*Problem*:
Which lines of the listing hold the string "content"? Copy those lines.

*Data records*:
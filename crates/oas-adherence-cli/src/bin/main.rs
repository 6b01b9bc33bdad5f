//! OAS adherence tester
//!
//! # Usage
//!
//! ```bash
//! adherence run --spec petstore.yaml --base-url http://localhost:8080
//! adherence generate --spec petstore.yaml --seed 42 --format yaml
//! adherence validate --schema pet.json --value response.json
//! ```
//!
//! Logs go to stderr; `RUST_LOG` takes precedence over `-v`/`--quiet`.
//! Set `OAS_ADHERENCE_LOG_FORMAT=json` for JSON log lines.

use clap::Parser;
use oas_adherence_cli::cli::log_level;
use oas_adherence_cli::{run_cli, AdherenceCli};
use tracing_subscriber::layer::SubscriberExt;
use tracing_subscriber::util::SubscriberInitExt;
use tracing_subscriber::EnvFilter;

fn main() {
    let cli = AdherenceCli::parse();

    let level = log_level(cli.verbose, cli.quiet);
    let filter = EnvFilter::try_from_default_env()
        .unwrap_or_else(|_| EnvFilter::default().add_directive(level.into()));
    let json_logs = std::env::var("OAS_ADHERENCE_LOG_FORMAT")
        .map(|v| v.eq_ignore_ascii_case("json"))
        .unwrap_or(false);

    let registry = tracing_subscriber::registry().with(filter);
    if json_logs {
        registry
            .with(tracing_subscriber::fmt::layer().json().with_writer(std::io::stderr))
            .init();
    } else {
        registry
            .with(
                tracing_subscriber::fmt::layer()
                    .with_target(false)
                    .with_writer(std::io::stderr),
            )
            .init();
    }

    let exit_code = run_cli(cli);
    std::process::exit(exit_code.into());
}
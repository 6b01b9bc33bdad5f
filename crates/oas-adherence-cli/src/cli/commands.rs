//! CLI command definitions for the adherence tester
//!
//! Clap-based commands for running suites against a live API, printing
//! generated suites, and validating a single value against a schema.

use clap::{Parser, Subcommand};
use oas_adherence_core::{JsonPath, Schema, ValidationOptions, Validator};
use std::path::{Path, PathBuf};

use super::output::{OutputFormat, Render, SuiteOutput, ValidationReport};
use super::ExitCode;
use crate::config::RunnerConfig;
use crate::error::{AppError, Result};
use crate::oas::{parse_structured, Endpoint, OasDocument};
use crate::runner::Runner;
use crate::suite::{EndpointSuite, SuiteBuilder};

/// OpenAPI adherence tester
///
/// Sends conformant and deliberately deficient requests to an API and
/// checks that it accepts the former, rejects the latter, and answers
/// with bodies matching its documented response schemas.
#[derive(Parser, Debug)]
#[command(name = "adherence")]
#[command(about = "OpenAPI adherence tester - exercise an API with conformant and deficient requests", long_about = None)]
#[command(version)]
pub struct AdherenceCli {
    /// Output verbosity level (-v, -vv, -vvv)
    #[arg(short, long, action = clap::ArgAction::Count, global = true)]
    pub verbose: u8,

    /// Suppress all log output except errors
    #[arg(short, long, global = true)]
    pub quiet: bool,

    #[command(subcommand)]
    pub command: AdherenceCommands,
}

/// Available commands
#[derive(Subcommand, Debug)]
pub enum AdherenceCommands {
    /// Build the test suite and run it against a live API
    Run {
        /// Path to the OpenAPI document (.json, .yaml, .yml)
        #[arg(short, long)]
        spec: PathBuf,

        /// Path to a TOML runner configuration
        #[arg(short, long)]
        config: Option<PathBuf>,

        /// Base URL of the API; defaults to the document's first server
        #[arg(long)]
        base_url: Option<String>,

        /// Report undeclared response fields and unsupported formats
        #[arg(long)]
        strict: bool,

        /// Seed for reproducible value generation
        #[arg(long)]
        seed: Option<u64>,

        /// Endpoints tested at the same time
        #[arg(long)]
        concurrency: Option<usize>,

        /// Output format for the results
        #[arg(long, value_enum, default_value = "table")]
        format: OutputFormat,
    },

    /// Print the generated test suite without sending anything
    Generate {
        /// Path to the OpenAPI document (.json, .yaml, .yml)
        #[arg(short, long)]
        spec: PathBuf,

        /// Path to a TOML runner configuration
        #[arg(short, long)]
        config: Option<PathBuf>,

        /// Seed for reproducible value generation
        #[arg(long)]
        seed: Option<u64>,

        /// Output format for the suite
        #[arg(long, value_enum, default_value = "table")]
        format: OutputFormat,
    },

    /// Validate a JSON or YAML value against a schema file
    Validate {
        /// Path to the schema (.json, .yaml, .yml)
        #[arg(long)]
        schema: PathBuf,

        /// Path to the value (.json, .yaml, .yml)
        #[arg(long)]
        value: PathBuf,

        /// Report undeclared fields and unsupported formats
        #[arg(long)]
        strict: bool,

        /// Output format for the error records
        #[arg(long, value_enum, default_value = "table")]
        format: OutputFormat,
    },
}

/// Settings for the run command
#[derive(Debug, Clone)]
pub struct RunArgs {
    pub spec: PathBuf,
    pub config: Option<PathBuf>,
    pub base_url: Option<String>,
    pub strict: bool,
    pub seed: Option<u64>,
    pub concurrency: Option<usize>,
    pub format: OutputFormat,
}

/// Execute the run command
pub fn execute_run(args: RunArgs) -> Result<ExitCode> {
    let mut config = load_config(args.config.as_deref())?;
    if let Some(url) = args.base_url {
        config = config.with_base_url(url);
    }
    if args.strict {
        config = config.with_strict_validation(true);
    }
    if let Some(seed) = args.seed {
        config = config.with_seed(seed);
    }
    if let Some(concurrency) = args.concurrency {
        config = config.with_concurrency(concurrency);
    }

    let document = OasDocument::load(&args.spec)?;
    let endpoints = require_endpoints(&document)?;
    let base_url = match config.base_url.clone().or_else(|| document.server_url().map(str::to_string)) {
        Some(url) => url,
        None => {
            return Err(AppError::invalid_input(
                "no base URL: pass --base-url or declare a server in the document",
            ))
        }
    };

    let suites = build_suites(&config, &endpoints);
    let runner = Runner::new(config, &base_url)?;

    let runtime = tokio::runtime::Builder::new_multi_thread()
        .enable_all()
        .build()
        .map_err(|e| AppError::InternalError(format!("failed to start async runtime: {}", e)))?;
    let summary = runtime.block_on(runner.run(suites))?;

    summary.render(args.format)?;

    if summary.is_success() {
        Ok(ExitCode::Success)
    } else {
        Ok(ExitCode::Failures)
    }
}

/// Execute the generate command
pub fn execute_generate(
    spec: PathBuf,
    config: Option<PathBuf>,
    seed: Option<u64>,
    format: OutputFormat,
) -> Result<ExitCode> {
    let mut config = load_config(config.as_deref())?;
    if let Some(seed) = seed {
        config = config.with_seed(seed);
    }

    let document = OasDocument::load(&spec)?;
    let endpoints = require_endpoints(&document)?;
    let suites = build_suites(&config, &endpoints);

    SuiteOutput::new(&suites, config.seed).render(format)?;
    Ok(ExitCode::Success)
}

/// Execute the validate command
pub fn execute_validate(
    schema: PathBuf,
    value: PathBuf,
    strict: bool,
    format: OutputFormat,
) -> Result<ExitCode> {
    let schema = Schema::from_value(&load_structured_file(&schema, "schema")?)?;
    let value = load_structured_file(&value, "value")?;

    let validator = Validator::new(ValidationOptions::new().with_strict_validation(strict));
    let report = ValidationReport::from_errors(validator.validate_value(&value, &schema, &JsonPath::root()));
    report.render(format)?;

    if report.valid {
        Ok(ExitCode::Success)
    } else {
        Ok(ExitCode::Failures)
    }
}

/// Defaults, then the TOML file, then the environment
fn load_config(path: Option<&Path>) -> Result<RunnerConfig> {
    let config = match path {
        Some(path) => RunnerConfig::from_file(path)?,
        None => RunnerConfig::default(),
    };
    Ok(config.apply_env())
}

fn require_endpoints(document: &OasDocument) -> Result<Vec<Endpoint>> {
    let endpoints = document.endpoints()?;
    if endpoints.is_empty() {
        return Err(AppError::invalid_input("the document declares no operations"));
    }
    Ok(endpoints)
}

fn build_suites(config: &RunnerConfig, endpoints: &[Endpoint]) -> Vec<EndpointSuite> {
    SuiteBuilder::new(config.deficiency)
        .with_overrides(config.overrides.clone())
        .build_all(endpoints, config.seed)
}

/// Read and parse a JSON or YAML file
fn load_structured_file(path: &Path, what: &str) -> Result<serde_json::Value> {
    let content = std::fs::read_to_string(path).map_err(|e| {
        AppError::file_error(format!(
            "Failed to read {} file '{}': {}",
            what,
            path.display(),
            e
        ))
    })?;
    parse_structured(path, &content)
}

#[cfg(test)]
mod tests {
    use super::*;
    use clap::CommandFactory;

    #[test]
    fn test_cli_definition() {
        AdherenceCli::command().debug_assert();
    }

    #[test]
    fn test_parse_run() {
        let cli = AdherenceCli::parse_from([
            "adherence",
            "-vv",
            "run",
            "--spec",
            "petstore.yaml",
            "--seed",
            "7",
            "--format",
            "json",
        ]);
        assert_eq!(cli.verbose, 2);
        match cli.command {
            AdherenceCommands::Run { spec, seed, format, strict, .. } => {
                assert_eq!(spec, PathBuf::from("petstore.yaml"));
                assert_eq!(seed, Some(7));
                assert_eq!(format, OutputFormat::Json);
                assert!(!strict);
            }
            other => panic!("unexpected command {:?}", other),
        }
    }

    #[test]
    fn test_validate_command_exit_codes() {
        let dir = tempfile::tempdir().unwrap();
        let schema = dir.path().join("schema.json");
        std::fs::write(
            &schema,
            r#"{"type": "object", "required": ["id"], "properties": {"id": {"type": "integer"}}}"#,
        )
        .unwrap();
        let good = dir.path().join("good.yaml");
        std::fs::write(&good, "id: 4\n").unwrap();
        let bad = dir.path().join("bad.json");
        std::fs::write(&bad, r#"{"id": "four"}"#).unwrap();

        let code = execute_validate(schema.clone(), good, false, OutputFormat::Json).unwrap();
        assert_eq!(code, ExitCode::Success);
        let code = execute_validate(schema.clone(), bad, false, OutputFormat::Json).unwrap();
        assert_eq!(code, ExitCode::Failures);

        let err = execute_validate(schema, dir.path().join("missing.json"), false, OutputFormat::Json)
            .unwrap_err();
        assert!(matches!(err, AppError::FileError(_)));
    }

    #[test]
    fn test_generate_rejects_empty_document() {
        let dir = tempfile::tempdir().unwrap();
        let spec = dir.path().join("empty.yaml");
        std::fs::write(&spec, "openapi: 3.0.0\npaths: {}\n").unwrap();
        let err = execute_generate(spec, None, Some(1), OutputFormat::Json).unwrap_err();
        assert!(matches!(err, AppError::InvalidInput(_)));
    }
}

*Solution to this exercise*:
    let content = std::fs::read_to_string(path).map_err(|e| {
    parse_structured(path, &content)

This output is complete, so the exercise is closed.